Facing a world without the yellow blanket
by Rick Norton
Feb 20, 2011 | 410 views | 0 0 comments | 5 5 recommendations | email to a friend | print
“They never tease me more than once.”

— Linus van Pelt

Security Blanket Kingpin (b. Sept. 19, 1952)

———

“Is this going to show up in Inkspots?” my beloved Valentine asked the other night with a gorgeous smile after winning our routine tug-of-war over rights to the yellow security blanket whose antiquity pre-dates our marriage.

Our vows came June 4, 1977.

Our blanket came August 1973.

Back then, it was not our blanket. It was my blanket. Now it is her blanket.

It was a gift from my mother 38 years ago, a sendoff for her voyager son who was heading off to college as a nervous but bright-eyed University of Tennessee at Martin freshman who left home toting most of his worldly possessions in a suitcase, a duffel bag and a discounted green trunk that Dad had purchased from Fred’s Dollar Store.

“Those dorm rooms stay cold in the winter,” Mom told me. “You can wrap up in this at night while you’re studying.”

Moms are special. Always have been. Forever will be.

My wife and I share a mutual love for that yellow blanket. Its soft fabric warms her velvet skin. Its years of memories warm my heart.

The blanket came from a modest start. Mom picked it out of the S&H Green Stamp Catalog.
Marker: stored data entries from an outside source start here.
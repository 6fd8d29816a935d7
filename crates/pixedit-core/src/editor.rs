//! The editing session: commands in, previews and notices out.
//!
//! `Editor` owns the history, the zoom level, the crop gesture and the last
//! rendered previews. Hosts either call the typed methods directly (which
//! return `Result`) or feed `Command`s / `PointerEvent`s through
//! [`Editor::handle`] and [`Editor::handle_pointer`], which never fail and turn
//! every error into a [`Notice`] for the user.

use std::path::{Path, PathBuf};

use serde::{Deserialize, Serialize};

use crate::config::EditorConfig;
use crate::decode::{decode_image, load_image_file, DecodeError, PixelBuffer};
use crate::encode::{encode_image, output_path, save_image_file, OutputFormat};
use crate::error::EditError;
use crate::gesture::{CropGesture, SelectionOverlay};
use crate::history::EditorState;
use crate::preview::{render_preview, Previews, Zoom};
use crate::transform::{PreviewPoint, Transform};

/// The user-facing command set.
#[derive(Debug, Clone, PartialEq, Eq)]
pub enum Command {
    /// Load the image at a path chosen by the host's file picker.
    SelectImage(PathBuf),
    /// Arm the crop gesture on the modified preview.
    Crop,
    Grayscale,
    Rotate,
    Undo,
    Redo,
    /// Set the zoom, in percent.
    Zoom(u16),
    /// Save the displayed image; the extension picks the format.
    Save(PathBuf),
}

impl Command {
    pub fn operation(&self) -> Operation {
        match self {
            Command::SelectImage(_) => Operation::Load,
            Command::Crop => Operation::BeginCrop,
            Command::Grayscale => Operation::Grayscale,
            Command::Rotate => Operation::Rotate,
            Command::Undo => Operation::Undo,
            Command::Redo => Operation::Redo,
            Command::Zoom(_) => Operation::Display,
            Command::Save(_) => Operation::Save,
        }
    }
}

/// What the user was doing when something failed. Owns the wording of error
/// notices so every host reports failures the same way.
#[derive(Debug, Clone, Copy, PartialEq, Eq, Serialize, Deserialize)]
#[serde(rename_all = "snake_case")]
pub enum Operation {
    Load,
    BeginCrop,
    Crop,
    Grayscale,
    Rotate,
    Undo,
    Redo,
    Display,
    Save,
}

impl Operation {
    pub fn describe(self) -> &'static str {
        match self {
            Operation::Load => "loading image",
            Operation::BeginCrop => "starting crop",
            Operation::Crop => "during crop",
            Operation::Grayscale => "applying grayscale",
            Operation::Rotate => "rotating image",
            Operation::Undo => "during undo",
            Operation::Redo => "during redo",
            Operation::Display => "displaying image",
            Operation::Save => "saving image",
        }
    }

    /// User-facing text for `err` raised by this operation.
    pub fn failure_message(self, err: &EditError) -> String {
        match self {
            Operation::Load => format!("Failed to load image: {}", err),
            _ => format!("Error {}: {}", self.describe(), err),
        }
    }
}

/// Pointer activity on the modified preview, in preview pixels.
#[derive(Debug, Clone, Copy, PartialEq, Eq, Serialize, Deserialize)]
#[serde(tag = "kind", rename_all = "snake_case")]
pub enum PointerEvent {
    Press(PreviewPoint),
    Drag(PreviewPoint),
    Release(PreviewPoint),
}

#[derive(Debug, Clone, Copy, PartialEq, Eq, Serialize, Deserialize)]
#[serde(rename_all = "snake_case")]
pub enum NoticeLevel {
    Info,
    Error,
}

/// A message the host should show the user.
#[derive(Debug, Clone, PartialEq, Eq, Serialize, Deserialize)]
pub struct Notice {
    pub level: NoticeLevel,
    pub title: String,
    pub message: String,
}

impl Notice {
    pub fn info(message: impl Into<String>) -> Self {
        Self {
            level: NoticeLevel::Info,
            title: "Success".to_string(),
            message: message.into(),
        }
    }

    pub fn error(operation: Operation, err: &EditError) -> Self {
        Self {
            level: NoticeLevel::Error,
            title: "Error".to_string(),
            message: operation.failure_message(err),
        }
    }

    pub fn saved(path: &Path) -> Self {
        Self::info(format!("Image saved to: {}", path.display()))
    }
}

#[derive(Debug, Clone)]
pub struct Editor {
    config: EditorConfig,
    state: EditorState,
    zoom: Zoom,
    gesture: CropGesture,
    previews: Option<Previews>,
}

impl Default for Editor {
    fn default() -> Self {
        Self::new(EditorConfig::default())
    }
}

impl Editor {
    pub fn new(config: EditorConfig) -> Self {
        let config = config.validated();
        Self {
            state: EditorState::with_history_limit(config.history_limit),
            zoom: Zoom::from_percent(config.default_zoom_percent),
            gesture: CropGesture::new(config.min_crop_drag),
            previews: None,
            config,
        }
    }

    pub fn config(&self) -> &EditorConfig {
        &self.config
    }

    pub fn state(&self) -> &EditorState {
        &self.state
    }

    pub fn zoom(&self) -> Zoom {
        self.zoom
    }

    pub fn gesture(&self) -> &CropGesture {
        &self.gesture
    }

    /// Previews from the last successful render, if an image is loaded.
    pub fn previews(&self) -> Option<&Previews> {
        self.previews.as_ref()
    }

    pub fn selection_overlay(&self) -> Option<SelectionOverlay> {
        self.gesture.overlay()
    }

    /// Decode `bytes` and start a new session with them. Nothing changes if
    /// decoding fails.
    pub fn load_bytes(&mut self, bytes: &[u8]) -> Result<(), EditError> {
        let image = decode_image(bytes)?;
        self.load_buffer(image)
    }

    /// Read and decode `path`, then start a new session with it.
    pub fn load_path(&mut self, path: &Path) -> Result<(), EditError> {
        let image = load_image_file(path)?;
        self.load_buffer(image)
    }

    /// Start a new session with `image`.
    ///
    /// Previews are rendered before anything is replaced, so on error the
    /// previous image, its history and its previews are all kept.
    pub fn load_buffer(&mut self, image: PixelBuffer) -> Result<(), EditError> {
        if image.is_empty() {
            return Err(DecodeError::InvalidDimensions {
                width: image.width,
                height: image.height,
            }
            .into());
        }
        let previews = self.render(&image, &image)?;

        tracing::info!(width = image.width, height = image.height, "image loaded");
        self.gesture.cancel();
        self.state.load_image(image);
        self.commit(previews);
        Ok(())
    }

    /// Arm the crop gesture. The next press/drag/release on the modified
    /// preview selects the region.
    pub fn begin_crop(&mut self) -> Result<(), EditError> {
        if !self.state.is_loaded() {
            return Err(EditError::NoImageLoaded);
        }
        self.gesture.arm();
        tracing::debug!("crop armed");
        Ok(())
    }

    /// Drop an armed or in-progress crop. Returns whether there was one.
    pub fn cancel_crop(&mut self) -> bool {
        self.gesture.cancel()
    }

    pub fn grayscale(&mut self) -> Result<(), EditError> {
        self.gesture.cancel();
        self.edit(Transform::Grayscale)
    }

    pub fn rotate(&mut self) -> Result<(), EditError> {
        self.gesture.cancel();
        self.edit(Transform::Rotate)
    }

    pub fn undo(&mut self) -> Result<(), EditError> {
        self.gesture.cancel();
        self.state.undo()?;
        self.refresh()
    }

    pub fn redo(&mut self) -> Result<(), EditError> {
        self.gesture.cancel();
        self.state.redo()?;
        self.refresh()
    }

    /// Change the zoom (clamped to the configured range) and re-render.
    ///
    /// A selection being dragged is dropped because its coordinates belong to
    /// the old preview; an armed gesture stays armed.
    pub fn set_zoom(&mut self, percent: u16) -> Result<(), EditError> {
        self.zoom = Zoom::from_percent(self.config.clamp_zoom(percent));
        self.gesture.restart();
        if self.state.is_loaded() {
            self.refresh()?;
        }
        Ok(())
    }

    /// Route a pointer event to the crop gesture.
    ///
    /// Events are ignored unless the gesture is armed. A release that ends a
    /// valid drag applies the crop using the scale ratio of the last render.
    pub fn pointer(&mut self, event: PointerEvent) -> Result<(), EditError> {
        match event {
            PointerEvent::Press(point) => {
                self.gesture.press(point);
            }
            PointerEvent::Drag(point) => {
                self.gesture.drag(point);
            }
            PointerEvent::Release(point) => {
                let ratio = self.state.scale_ratio();
                if let Some(selection) = self.gesture.release(point, ratio) {
                    let region = selection?;
                    self.edit(Transform::Crop(region))?;
                }
            }
        }
        Ok(())
    }

    /// Encode the displayed image.
    pub fn encode_displayed(&self, format: OutputFormat) -> Result<Vec<u8>, EditError> {
        let image = self.state.displayed().ok_or(EditError::NoImageLoaded)?;
        Ok(encode_image(image, format, self.config.jpeg_quality)?)
    }

    /// Save the displayed image to `path`.
    pub fn save_path(&self, path: &Path) -> Result<OutputFormat, EditError> {
        let image = self.state.displayed().ok_or(EditError::NoImageLoaded)?;
        Ok(save_image_file(path, image, self.config.jpeg_quality)?)
    }

    /// Run a command, returning the typed error on failure.
    pub fn execute(&mut self, command: &Command) -> Result<(), EditError> {
        if !matches!(command, Command::Crop | Command::Zoom(_)) {
            self.gesture.cancel();
        }

        match command {
            Command::SelectImage(path) => self.load_path(path),
            Command::Crop => self.begin_crop(),
            Command::Grayscale => self.grayscale(),
            Command::Rotate => self.rotate(),
            Command::Undo => self.undo(),
            Command::Redo => self.redo(),
            Command::Zoom(percent) => self.set_zoom(*percent),
            Command::Save(path) => self.save_path(path).map(|_| ()),
        }
    }

    /// Run a command at the user boundary. Failures are logged and returned
    /// as an error notice; a successful save yields an info notice.
    pub fn handle(&mut self, command: Command) -> Option<Notice> {
        match self.execute(&command) {
            Ok(()) => match command {
                Command::Save(path) => Some(Notice::saved(&output_path(&path))),
                _ => None,
            },
            Err(err) => {
                let operation = command.operation();
                tracing::warn!(command = operation.describe(), error = %err, "command failed");
                Some(Notice::error(operation, &err))
            }
        }
    }

    /// Pointer counterpart of [`Editor::handle`].
    pub fn handle_pointer(&mut self, event: PointerEvent) -> Option<Notice> {
        match self.pointer(event) {
            Ok(()) => None,
            Err(err) => {
                tracing::warn!(?event, error = %err, "crop failed");
                Some(Notice::error(Operation::Crop, &err))
            }
        }
    }

    fn edit(&mut self, transform: Transform) -> Result<(), EditError> {
        self.state.apply_edit(&transform)?;
        self.refresh()
    }

    /// Re-render both previews from the current state.
    fn refresh(&mut self) -> Result<(), EditError> {
        let (Some(original), Some(displayed)) = (self.state.original(), self.state.displayed())
        else {
            self.previews = None;
            return Ok(());
        };
        let previews = self.render(original, displayed)?;
        self.commit(previews);
        Ok(())
    }

    fn render(&self, original: &PixelBuffer, displayed: &PixelBuffer) -> Result<Previews, EditError> {
        let canvas = self.config.canvas;
        let filter = self.config.preview_filter;
        Ok(Previews {
            original: render_preview(original, canvas, self.zoom, filter)?,
            modified: render_preview(displayed, canvas, self.zoom, filter)?,
        })
    }

    /// Install rendered previews and remember the modified preview's ratio.
    fn commit(&mut self, previews: Previews) {
        self.state.set_scale_ratio(previews.modified.scale_ratio);
        tracing::debug!(
            zoom = self.zoom.percent(),
            preview_width = previews.modified.image.width,
            preview_height = previews.modified.image.height,
            scale_ratio = previews.modified.scale_ratio,
            "previews rendered"
        );
        self.previews = Some(previews);
    }
}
She and Dad always saved the green stamps they received in the checkout line every Saturday morning in our town’s Big Star Grocery Store. My mother patiently pasted stamps into those small empty books until she had enough to redeem for a gift.

I figure that yellow blanket probably cost four or five S&H books that were filled with stamps by the meager earnings and from the sweat of a pair of blue collar workers who I loved most.

For four good years that blanket served its rightful purpose. Me.

An untold number of college papers were written during late winter nights from the cramped confines of that dormitory room whose chill was made more bearable by the thin little throw draped about my shoulders.

Then she walked into my life, the Delilah of discount comforters.

I should have suspected a clandestine plot upon first spying her stolen glances in the direction of my yellow blanket. It was tossed carelessly across the back of the tiny room’s only chair.

Had I my wits about me, I surely would have cautioned, “Eyes off the blanket lady. It’s taken.”

But I was blinded by beauty.

And quite taken by her brown eyes, smile and college-girl looks.

Too, I was astonished she would give time and attention to this long-haired, bushy-sideburned boy of the Southern ’70s. She had spent several years in Chicago as a child so she assuredly was too classy for a rural, slow-talking lad such as I.

Yet, she had taken a shining to me.

Or, to my blanket.

I never saw it coming.

In an unselfish, single-boy act of chivalry, I allowed her use of my blanket during our dorm room studies together. It was my undoing. It was stage one in a coming spiritual separation from my blanket. And that’s how it always starts.

Sometime in 1976 we became engaged.

In May 1977, we graduated college.

In June, we married.

In July, the relationship ended.

What had been my yellow blanket for four glorious college years was but a memory.

It became her blanket.

Now, almost four decades later ...

She wears it at night cuddled up in the big chair in the living room watching TV.

She enjoys its warmth during Saturday and Sunday afternoon naps.

She strolls from room to room wearing it about her shoulders like Super Girl draped in a canary cape.

She takes it on road trips because the car’s air conditioning is always too cold.

She takes it with her on winter weekend visits to see her folks because their house is short on insulation.

She wears it reading books.

She dons it at the kitchen table assembling jigsaw puzzles.

She greets visitors at the front door wearing it like a queen.

She cooks in it.

She cleans in it.

She talks on the phone in it.

She scrapbooks in it.

And sometimes she lets me wash it.

I loved my yellow blanket.

But now it belongs to another.

Who loves it just as much.

I’m happy for the two of them.

Mom always told me one day I would fall in love ... though not necessarily with a yellow blanket.

It brings to mind that old adage, “To have loved a yellow blanket, and lost, is better than never to have loved at all.”

Now I must pick up the pieces.

But I’m sure there are other yellow blankets in the sea.